Instructions for the task -
In the listing that follows, the range to quote begins at the line that has "an eligibility failure." and ends after the line that has "pub fn check_eligibility(&self)"; quote it verbatim and add nothing.

Source data -
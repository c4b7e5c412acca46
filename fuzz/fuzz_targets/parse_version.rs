#![no_main]

use libfuzzer_sys::fuzz_target;
use semver_core::Version;

fuzz_target!(|data: &str| {
    let _parse_res = Version::parse(data);
});
//! Command implementations - wire CLI arguments to the exercise crates.

use std::error::Error;
use std::io::{self, Write};

use bank_account::{process_withdrawal, Account, Bank};
use common::Settings;
use medical_record::{process_examination, Examination, Patient, RecordValidator};
use online_course::{process_registration, EligibilityPolicy, OnlineCourse, Participant};
use ticket_booking::{process_booking, process_cancellation, BookingSystem, Passenger};

use crate::cli::{BookArgs, ExamineArgs, RegisterArgs, WithdrawArgs};

pub type CommandResult = Result<(), Box<dyn Error>>;

/// Execute the withdraw command
pub fn withdraw(args: WithdrawArgs, settings: &Settings, out: &mut impl Write) -> CommandResult {
    let mut bank = Bank::new();
    bank.add_account(Account::with_ceiling(
        args.account.clone(),
        args.balance,
        settings.withdrawal_ceiling,
    )?)?;

    for amount in args.amounts {
        process_withdrawal(&mut bank, &args.account, amount, out);
    }
    Ok(())
}

/// Execute the examine command
pub fn examine(args: ExamineArgs, settings: &Settings, out: &mut impl Write) -> CommandResult {
    let examination =
        Examination::with_validator(RecordValidator::with_max_age(settings.patient_max_age));
    let patient = Patient::new(args.name, args.age, args.address);

    process_examination(&examination, &patient, out);
    Ok(())
}

/// Execute the register command
pub fn register(args: RegisterArgs, settings: &Settings, out: &mut impl Write) -> CommandResult {
    let mut course = OnlineCourse::with_policy(EligibilityPolicy::with_min_age(settings.course_min_age));
    let participant = Participant::new(args.name, args.age, args.education)?;

    process_registration(&mut course, participant, out);
    Ok(())
}

/// Execute the book command
///
/// Each ticket gets a generated passenger; cancellations run after all bookings.
pub fn book(args: BookArgs, out: &mut impl Write) -> CommandResult {
    let mut system = BookingSystem::new(args.capacity)?;

    for (index, ticket) in args.tickets.iter().enumerate() {
        let seq = index + 1;
        let passenger = Passenger::new(format!("Passenger {seq}"), format!("ID{seq:03}"))?;
        process_booking(&mut system, ticket, passenger, out);
    }
    for ticket in &args.cancellations {
        process_cancellation(&mut system, ticket, out);
    }
    Ok(())
}

/// Execute the config command
pub fn config(settings: &Settings, out: &mut impl Write) -> CommandResult {
    writeln!(out, "{}", serde_json::to_string_pretty(settings)?)?;
    Ok(())
}

/// Standard output, locked for the duration of a command
pub fn stdout() -> io::StdoutLock<'static> {
    io::stdout().lock()
}
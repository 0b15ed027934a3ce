//! Domain-level errors.
//!
//! These errors represent precondition failures and business rule violations.
//! A `DomainError` carries its kind, a message, and optionally the error it
//! replaced, so a caller can re-raise a failure with a more specific message
//! without losing the original one.

use thiserror::Error;

/// Eligibility criterion that a participant failed.
#[derive(Debug, Clone, Copy, PartialEq, Eq, Hash)]
pub enum Criterion {
    Age,
    Education,
}

/// Kind of a domain failure.
#[derive(Debug, Clone, Copy, PartialEq, Eq, Hash)]
pub enum ErrorKind {
    /// Malformed or missing input to a constructor or operation
    InvalidArgument,
    /// Required text field is empty
    IncompleteData,
    /// Field is present but outside its allowed range
    InvalidData,
    /// A fixed per-operation ceiling was exceeded
    LimitExceeded,
    /// Request exceeds the currently available capacity or balance
    InsufficientCapacity,
    /// Identifier already registered
    DuplicateKey,
    /// Identifier not registered
    NotFound,
    /// Participant does not satisfy an eligibility criterion
    Ineligible(Criterion),
}

impl ErrorKind {
    /// Stable code for logs and reports
    pub fn code(&self) -> &'static str {
        match self {
            ErrorKind::InvalidArgument => "INVALID_ARGUMENT",
            ErrorKind::IncompleteData => "INCOMPLETE_DATA",
            ErrorKind::InvalidData => "INVALID_DATA",
            ErrorKind::LimitExceeded => "LIMIT_EXCEEDED",
            ErrorKind::InsufficientCapacity => "INSUFFICIENT_CAPACITY",
            ErrorKind::DuplicateKey => "DUPLICATE_KEY",
            ErrorKind::NotFound => "NOT_FOUND",
            ErrorKind::Ineligible(Criterion::Age) => "INELIGIBLE_AGE",
            ErrorKind::Ineligible(Criterion::Education) => "INELIGIBLE_EDUCATION",
        }
    }
}

/// Domain error with an optional chained cause of the same shape.
#[derive(Error, Debug, Clone, PartialEq)]
#[error("{message}")]
pub struct DomainError {
    kind: ErrorKind,
    message: String,
    #[source]
    cause: Option<Box<DomainError>>,
}

impl DomainError {
    /// Create an error without a cause
    pub fn new(kind: ErrorKind, message: impl Into<String>) -> Self {
        Self {
            kind,
            message: message.into(),
            cause: None,
        }
    }

    pub fn kind(&self) -> ErrorKind {
        self.kind
    }

    pub fn message(&self) -> &str {
        &self.message
    }

    /// The error this one replaced, if any
    pub fn cause(&self) -> Option<&DomainError> {
        self.cause.as_deref()
    }

    /// Check the kind of this error
    pub fn is(&self, kind: ErrorKind) -> bool {
        self.kind == kind
    }

    /// Replace the message, keeping the kind and chaining `self` as the cause.
    pub fn rewrap(self, message: impl Into<String>) -> Self {
        Self {
            kind: self.kind,
            message: message.into(),
            cause: Some(Box::new(self)),
        }
    }

    /// Iterate from this error down to the root cause
    pub fn chain(&self) -> impl Iterator<Item = &DomainError> {
        std::iter::successors(Some(self), |err| err.cause())
    }

    /// The innermost error of the chain
    pub fn root_cause(&self) -> &DomainError {
        let mut current = self;
        while let Some(cause) = current.cause() {
            current = cause;
        }
        current
    }
}

/// Convenience constructors
impl DomainError {
    pub fn invalid_argument(msg: impl Into<String>) -> Self {
        Self::new(ErrorKind::InvalidArgument, msg)
    }

    pub fn incomplete_data(msg: impl Into<String>) -> Self {
        Self::new(ErrorKind::IncompleteData, msg)
    }

    pub fn invalid_data(msg: impl Into<String>) -> Self {
        Self::new(ErrorKind::InvalidData, msg)
    }

    pub fn limit_exceeded(msg: impl Into<String>) -> Self {
        Self::new(ErrorKind::LimitExceeded, msg)
    }

    pub fn insufficient_capacity(msg: impl Into<String>) -> Self {
        Self::new(ErrorKind::InsufficientCapacity, msg)
    }

    pub fn duplicate_key(msg: impl Into<String>) -> Self {
        Self::new(ErrorKind::DuplicateKey, msg)
    }

    pub fn not_found(msg: impl Into<String>) -> Self {
        Self::new(ErrorKind::NotFound, msg)
    }

    pub fn ineligible(criterion: Criterion, msg: impl Into<String>) -> Self {
        Self::new(ErrorKind::Ineligible(criterion), msg)
    }
}

/// Result type alias for domain operations
pub type DomainResult<T> = Result<T, DomainError>;

/// Extension trait for Option -> DomainError conversion
pub trait OptionExt<T> {
    fn ok_or_not_found(self, what: impl FnOnce() -> String) -> DomainResult<T>;
}

impl<T> OptionExt<T> for Option<T> {
    fn ok_or_not_found(self, what: impl FnOnce() -> String) -> DomainResult<T> {
        self.ok_or_else(|| DomainError::not_found(what()))
    }
}

#[cfg(test)]
mod tests {
    use std::error::Error as _;

    use super::*;

    #[test]
    fn test_display_is_message() {
        let err = DomainError::not_found("account 001 not found");
        assert_eq!(err.to_string(), "account 001 not found");
        assert!(err.cause().is_none());
        assert!(err.source().is_none());
    }

    #[test]
    fn test_rewrap_keeps_kind_and_chains_cause() {
        let inner = DomainError::incomplete_data("inner");
        let outer = inner.clone().rewrap("outer");

        assert_eq!(outer.kind(), ErrorKind::IncompleteData);
        assert_eq!(outer.message(), "outer");
        assert_eq!(outer.cause(), Some(&inner));
        assert_eq!(outer.source().map(|e| e.to_string()), Some("inner".to_string()));
    }

    #[test]
    fn test_chain_and_root_cause() {
        let err = DomainError::invalid_data("root")
            .rewrap("middle")
            .rewrap("top");

        let messages: Vec<_> = err.chain().map(DomainError::message).collect();
        assert_eq!(messages, vec!["top", "middle", "root"]);
        assert_eq!(err.root_cause().message(), "root");
        assert!(err.chain().all(|e| e.is(ErrorKind::InvalidData)));
    }

    #[test]
    fn test_root_cause_of_unchained_error_is_itself() {
        let err = DomainError::limit_exceeded("too much");
        assert_eq!(err.root_cause(), &err);
    }

    #[test]
    fn test_codes_are_distinct_per_criterion() {
        assert_eq!(ErrorKind::Ineligible(Criterion::Age).code(), "INELIGIBLE_AGE");
        assert_eq!(
            ErrorKind::Ineligible(Criterion::Education).code(),
            "INELIGIBLE_EDUCATION"
        );
    }

    #[test]
    fn test_ok_or_not_found() {
        let missing: Option<u8> = None;
        let err = missing.ok_or_not_found(|| "ticket T-9 not found".into()).unwrap_err();
        assert!(err.is(ErrorKind::NotFound));
        assert_eq!(Some(3).ok_or_not_found(|| unreachable!()).unwrap(), 3);
    }
}
//! Participant entity and eligibility rules.

use domain::{
    not_blank, validate_fields, Criterion, DomainError, DomainResult, ACCEPTED_EDUCATION_LEVELS,
    DEFAULT_COURSE_MIN_AGE,
};
use validator::Validate;

/// Eligibility requirements of a course.
#[derive(Debug, Clone, PartialEq, Eq)]
pub struct EligibilityPolicy {
    pub min_age: u32,
    pub accepted_levels: Vec<String>,
}

impl Default for EligibilityPolicy {
    fn default() -> Self {
        Self {
            min_age: DEFAULT_COURSE_MIN_AGE,
            accepted_levels: ACCEPTED_EDUCATION_LEVELS
                .iter()
                .map(|level| level.to_string())
                .collect(),
        }
    }
}

impl EligibilityPolicy {
    /// Default accepted levels with a custom minimum age
    pub fn with_min_age(min_age: u32) -> Self {
        Self {
            min_age,
            ..Self::default()
        }
    }

    fn accepts(&self, level: &str) -> bool {
        self.accepted_levels.iter().any(|accepted| accepted == level)
    }
}

/// Course applicant.
#[derive(Debug, Clone, PartialEq, Eq, Validate)]
pub struct Participant {
    #[validate(custom(function = "not_blank"))]
    name: String,
    age: u32,
    education_level: String,
}

impl Participant {
    /// # Errors
    /// `InvalidArgument` if the name is blank. The education level is not
    /// checked here; an unaccepted level is an eligibility failure.
    pub fn new(
        name: impl Into<String>,
        age: u32,
        education_level: impl Into<String>,
    ) -> DomainResult<Self> {
        let participant = Self {
            name: name.into(),
            age,
            education_level: education_level.into(),
        };
        validate_fields(&participant)?;
        Ok(participant)
    }

    pub fn name(&self) -> &str {
        &self.name
    }

    pub fn age(&self) -> u32 {
        self.age
    }

    pub fn education_level(&self) -> &str {
        &self.education_level
    }

    /// Check eligibility against the default policy
    pub fn check_eligibility(&self) -> DomainResult<()> {
        self.check_eligibility_with(&EligibilityPolicy::default())
    }

    /// Check age, then education level; the first failure wins.
    pub fn check_eligibility_with(&self, policy: &EligibilityPolicy) -> DomainResult<()> {
        if self.age < policy.min_age {
            return Err(DomainError::ineligible(
                Criterion::Age,
                format!(
                    "Registration rejected: your age does not meet the requirement (minimum {}).",
                    policy.min_age
                ),
            ));
        }
        if !policy.accepts(&self.education_level) {
            return Err(DomainError::ineligible(
                Criterion::Education,
                format!(
                    "Registration rejected: your education level does not meet the requirement (accepted: {}).",
                    policy.accepted_levels.join(", ")
                ),
            ));
        }
        Ok(())
    }
}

Response area -
    /// checked here; an unaccepted level is an eligibility failure.
    pub fn new(
        name: impl Into<String>,
        age: u32,
        education_level: impl Into<String>,
    ) -> DomainResult<Self> {
        let participant = Self {
            name: name.into(),
            age,
            education_level: education_level.into(),
        };
        validate_fields(&participant)?;
        Ok(participant)
    }

    pub fn name(&self) -> &str {
        &self.name
    }

    pub fn age(&self) -> u32 {
        self.age
    }

    pub fn education_level(&self) -> &str {
        &self.education_level
    }

    /// Check eligibility against the default policy
    pub fn check_eligibility(&self) -> DomainResult<()> {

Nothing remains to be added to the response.